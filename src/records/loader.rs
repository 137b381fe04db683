//! CSV loading of the employee roster and the attendance log.
//!
//! Both files carry a header row. Column positions follow the exported
//! spreadsheets:
//!
//! ```text
//! employees.csv   0 employee #, 1 last name, 2 first name, 3 birthday,
//!                 14 rice subsidy, 15 phone allowance,
//!                 16 clothing allowance, 18 hourly rate
//! attendance.csv  0 employee #, 3 date, 4 log in, 5 log out
//! ```

use std::fs::File;
use std::io::Read;
use std::path::Path;
use std::str::FromStr;

use chrono::NaiveDate;
use csv::{ReaderBuilder, StringRecord, Trim};
use rust_decimal::Decimal;
use tracing::debug;

use crate::error::{PayrollError, PayrollResult};
use crate::models::{AttendanceRecord, EmployeeProfile};

/// Minimum number of fields in a roster row.
pub const EMPLOYEE_MIN_FIELDS: usize = 19;

/// Minimum number of fields in an attendance row.
pub const ATTENDANCE_MIN_FIELDS: usize = 6;

/// Date format of the roster's birthday column, e.g. `10/11/1983`.
pub const BIRTH_DATE_FORMAT: &str = "%m/%d/%Y";

mod employee_column {
    pub const ID: usize = 0;
    pub const LAST_NAME: usize = 1;
    pub const FIRST_NAME: usize = 2;
    pub const BIRTH_DATE: usize = 3;
    pub const RICE_SUBSIDY: usize = 14;
    pub const PHONE_ALLOWANCE: usize = 15;
    pub const CLOTHING_ALLOWANCE: usize = 16;
    pub const HOURLY_RATE: usize = 18;
}

mod attendance_column {
    pub const ID: usize = 0;
    pub const DATE: usize = 3;
    pub const TIME_IN: usize = 4;
    pub const TIME_OUT: usize = 5;
}

/// Loads the employee roster from a CSV file.
///
/// # Errors
///
/// Returns `DataSource` if the file cannot be read, a row has fewer than
/// [`EMPLOYEE_MIN_FIELDS`] fields, a birthday or amount does not parse, or
/// the row fails [`EmployeeProfile::validate`].
pub fn load_employees<P: AsRef<Path>>(path: P) -> PayrollResult<Vec<EmployeeProfile>> {
    let path = path.as_ref();
    let source_name = path.display().to_string();
    let file = File::open(path)
        .map_err(|e| data_source_error(&source_name, format!("cannot open file: {}", e)))?;
    read_employees(file, &source_name)
}

/// Loads the attendance log from a CSV file.
///
/// Dates and times are kept as text; they are parsed per row so that one
/// bad row does not invalidate the whole log.
///
/// # Errors
///
/// Returns `DataSource` if the file cannot be read or a row has fewer than
/// [`ATTENDANCE_MIN_FIELDS`] fields.
pub fn load_attendance<P: AsRef<Path>>(path: P) -> PayrollResult<Vec<AttendanceRecord>> {
    let path = path.as_ref();
    let source_name = path.display().to_string();
    let file = File::open(path)
        .map_err(|e| data_source_error(&source_name, format!("cannot open file: {}", e)))?;
    read_attendance(file, &source_name)
}

/// Reads an employee roster from any CSV source.
pub fn read_employees<R: Read>(reader: R, source_name: &str) -> PayrollResult<Vec<EmployeeProfile>> {
    let rows = read_rows(reader, source_name, EMPLOYEE_MIN_FIELDS)?;
    let employees = rows
        .iter()
        .map(|(line, row)| parse_employee(row, *line, source_name))
        .collect::<PayrollResult<Vec<_>>>()?;

    debug!(source = source_name, count = employees.len(), "Loaded employee roster");
    Ok(employees)
}

/// Reads an attendance log from any CSV source.
pub fn read_attendance<R: Read>(
    reader: R,
    source_name: &str,
) -> PayrollResult<Vec<AttendanceRecord>> {
    let rows = read_rows(reader, source_name, ATTENDANCE_MIN_FIELDS)?;
    let records: Vec<AttendanceRecord> = rows
        .iter()
        .map(|(line, row)| AttendanceRecord {
            employee_id: field(row, attendance_column::ID).to_string(),
            date: field(row, attendance_column::DATE).to_string(),
            time_in: field(row, attendance_column::TIME_IN).to_string(),
            time_out: field(row, attendance_column::TIME_OUT).to_string(),
            line: *line,
        })
        .collect();

    debug!(source = source_name, count = records.len(), "Loaded attendance log");
    Ok(records)
}

fn read_rows<R: Read>(
    reader: R,
    source_name: &str,
    min_fields: usize,
) -> PayrollResult<Vec<(usize, StringRecord)>> {
    let mut csv_reader = ReaderBuilder::new()
        .has_headers(true)
        .flexible(true)
        .trim(Trim::All)
        .from_reader(reader);

    let mut rows = Vec::new();
    for (index, result) in csv_reader.records().enumerate() {
        let row = result.map_err(|e| data_source_error(source_name, e.to_string()))?;
        // Header is line 1
        let line = row
            .position()
            .map(|p| p.line() as usize)
            .unwrap_or(index + 2);

        if row.len() < min_fields {
            return Err(data_source_error(
                source_name,
                format!(
                    "line {} has {} fields, expected at least {}",
                    line,
                    row.len(),
                    min_fields
                ),
            ));
        }
        rows.push((line, row));
    }
    Ok(rows)
}

fn parse_employee(row: &StringRecord, line: usize, source_name: &str) -> PayrollResult<EmployeeProfile> {
    let birth_text = field(row, employee_column::BIRTH_DATE);
    let birth_date = NaiveDate::parse_from_str(birth_text, BIRTH_DATE_FORMAT).map_err(|e| {
        data_source_error(
            source_name,
            format!("line {}: invalid birthday '{}': {}", line, birth_text, e),
        )
    })?;

    let amount = |index: usize, name: &str| -> PayrollResult<Decimal> {
        parse_amount(field(row, index)).map_err(|message| {
            data_source_error(source_name, format!("line {}: invalid {}: {}", line, name, message))
        })
    };

    let employee = EmployeeProfile {
        id: field(row, employee_column::ID).to_string(),
        last_name: field(row, employee_column::LAST_NAME).to_string(),
        first_name: field(row, employee_column::FIRST_NAME).to_string(),
        birth_date,
        hourly_rate: amount(employee_column::HOURLY_RATE, "hourly rate")?,
        rice_subsidy: amount(employee_column::RICE_SUBSIDY, "rice subsidy")?,
        phone_allowance: amount(employee_column::PHONE_ALLOWANCE, "phone allowance")?,
        clothing_allowance: amount(employee_column::CLOTHING_ALLOWANCE, "clothing allowance")?,
    };
    employee
        .validate()
        .map_err(|e| data_source_error(source_name, format!("line {}: {}", line, e)))?;
    Ok(employee)
}

/// Parses a money cell such as `"1,500"` or `535.71`.
fn parse_amount(value: &str) -> Result<Decimal, String> {
    let cleaned = value.replace(['"', ','], "");
    Decimal::from_str(cleaned.trim()).map_err(|e| format!("'{}' ({})", value, e))
}

fn field(row: &StringRecord, index: usize) -> &str {
    row.get(index).unwrap_or_default()
}

fn data_source_error(source_name: &str, message: String) -> PayrollError {
    PayrollError::DataSource {
        source_name: source_name.to_string(),
        message,
    }
}

#[cfg(test)]
mod tests {
    use super::*;

    const ROSTER_HEADER: &str = "Employee #,Last Name,First Name,Birthday,Address,Phone Number,SSS #,Philhealth #,TIN #,Pag-ibig #,Status,Position,Immediate Supervisor,Basic Salary,Rice Subsidy,Phone Allowance,Clothing Allowance,Gross Semi-monthly Rate,Hourly Rate";

    fn roster(rows: &[&str]) -> String {
        let mut text = ROSTER_HEADER.to_string();
        for row in rows {
            text.push('\n');
            text.push_str(row);
        }
        text
    }

    #[test]
    fn test_reads_roster_row_with_quoted_amounts() {
        let csv = roster(&[
            r#"10001,Garcia,Manuel III,10/11/1983,"Valero Carpark Building, Makati",966-860-270,44-4506057-3,820126853951,442-605-657-000,691295330870,Regular,Chief Executive Officer,N/A,"90,000","1,500","2,000","1,000","45,000",535.71"#,
        ]);

        let employees = read_employees(csv.as_bytes(), "roster").unwrap();
        assert_eq!(employees.len(), 1);

        let employee = &employees[0];
        assert_eq!(employee.id, "10001");
        assert_eq!(employee.display_name(), "Garcia, Manuel III");
        assert_eq!(employee.birth_date, NaiveDate::from_ymd_opt(1983, 10, 11).unwrap());
        assert_eq!(employee.hourly_rate, Decimal::new(53571, 2));
        assert_eq!(employee.rice_subsidy, Decimal::from(1500));
        assert_eq!(employee.phone_allowance, Decimal::from(2000));
        assert_eq!(employee.clothing_allowance, Decimal::from(1000));
    }

    #[test]
    fn test_short_roster_row_is_data_source_error() {
        let csv = roster(&["10001,Garcia,Manuel III,10/11/1983"]);

        match read_employees(csv.as_bytes(), "roster") {
            Err(PayrollError::DataSource { source_name, message }) => {
                assert_eq!(source_name, "roster");
                assert!(message.contains("line 2 has 4 fields"), "{}", message);
            }
            other => panic!("Expected DataSource, got {:?}", other),
        }
    }

    #[test]
    fn test_bad_hourly_rate_is_data_source_error() {
        let csv = roster(&[
            "10001,Garcia,Manuel III,10/11/1983,a,b,c,d,e,f,g,h,i,90000,1500,2000,1000,45000,n/a",
        ]);

        let error = read_employees(csv.as_bytes(), "roster").unwrap_err();
        assert!(error.to_string().contains("invalid hourly rate"));
    }

    #[test]
    fn test_out_of_range_hourly_rate_is_data_source_error() {
        let csv = roster(&[
            "10001,Garcia,Manuel III,10/11/1983,a,b,c,d,e,f,g,h,i,90000,1500,2000,1000,45000,79228162514264337593543950335",
        ]);

        let error = read_employees(csv.as_bytes(), "roster").unwrap_err();
        let message = error.to_string();
        assert!(message.contains("line 2"), "{}", message);
        assert!(message.contains("'hourly_rate': must not exceed"), "{}", message);
    }

    #[test]
    fn test_bad_birthday_is_data_source_error() {
        let csv = roster(&[
            "10001,Garcia,Manuel III,1983-10-11,a,b,c,d,e,f,g,h,i,90000,1500,2000,1000,45000,535.71",
        ]);

        let error = read_employees(csv.as_bytes(), "roster").unwrap_err();
        assert!(error.to_string().contains("invalid birthday"));
    }

    #[test]
    fn test_reads_attendance_rows_with_line_numbers() {
        let csv = "Employee #,Last Name,First Name,Date,Log In,Log Out\n\
                   10001,Garcia,Manuel III,06/03/2024,8:05,17:30\n\
                   10002,Lim,Antonio,06/03/2024,,\n";

        let records = read_attendance(csv.as_bytes(), "attendance").unwrap();
        assert_eq!(records.len(), 2);
        assert_eq!(records[0].employee_id, "10001");
        assert_eq!(records[0].date, "06/03/2024");
        assert_eq!(records[0].time_in, "8:05");
        assert_eq!(records[0].time_out, "17:30");
        assert_eq!(records[0].line, 2);
        assert_eq!(records[1].time_in, "");
        assert_eq!(records[1].line, 3);
    }

    #[test]
    fn test_short_attendance_row_is_data_source_error() {
        let csv = "Employee #,Last Name,First Name,Date,Log In,Log Out\n10001,Garcia\n";
        let error = read_attendance(csv.as_bytes(), "attendance").unwrap_err();
        assert!(matches!(error, PayrollError::DataSource { .. }));
    }

    #[test]
    fn test_missing_file_is_data_source_error() {
        let error = load_attendance("./does/not/exist.csv").unwrap_err();
        match error {
            PayrollError::DataSource { source_name, message } => {
                assert!(source_name.contains("exist.csv"));
                assert!(message.starts_with("cannot open file"));
            }
            other => panic!("Expected DataSource, got {:?}", other),
        }
    }

    #[test]
    fn test_parse_amount_strips_separators() {
        assert_eq!(parse_amount("\"1,500.50\"").unwrap(), Decimal::new(150050, 2));
        assert!(parse_amount("").is_err());
    }
}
•••
### EXERCISE PROMPT
Every line that holds the word "Decimal" should be copied from the listing.

### ANSWER FOR THIS EXERCISE
use rust_decimal::Decimal;
    let amount = |index: usize, name: &str| -> PayrollResult<Decimal> {
fn parse_amount(value: &str) -> Result<Decimal, String> {
    Decimal::from_str(cleaned.trim()).map_err(|e| format!("'{}' ({})", value, e))
        assert_eq!(employee.hourly_rate, Decimal::new(53571, 2));
        assert_eq!(employee.rice_subsidy, Decimal::from(1500));
        assert_eq!(employee.phone_allowance, Decimal::from(2000));
        assert_eq!(employee.clothing_allowance, Decimal::from(1000));
        assert_eq!(parse_amount("\"1,500.50\"").unwrap(), Decimal::new(150050, 2));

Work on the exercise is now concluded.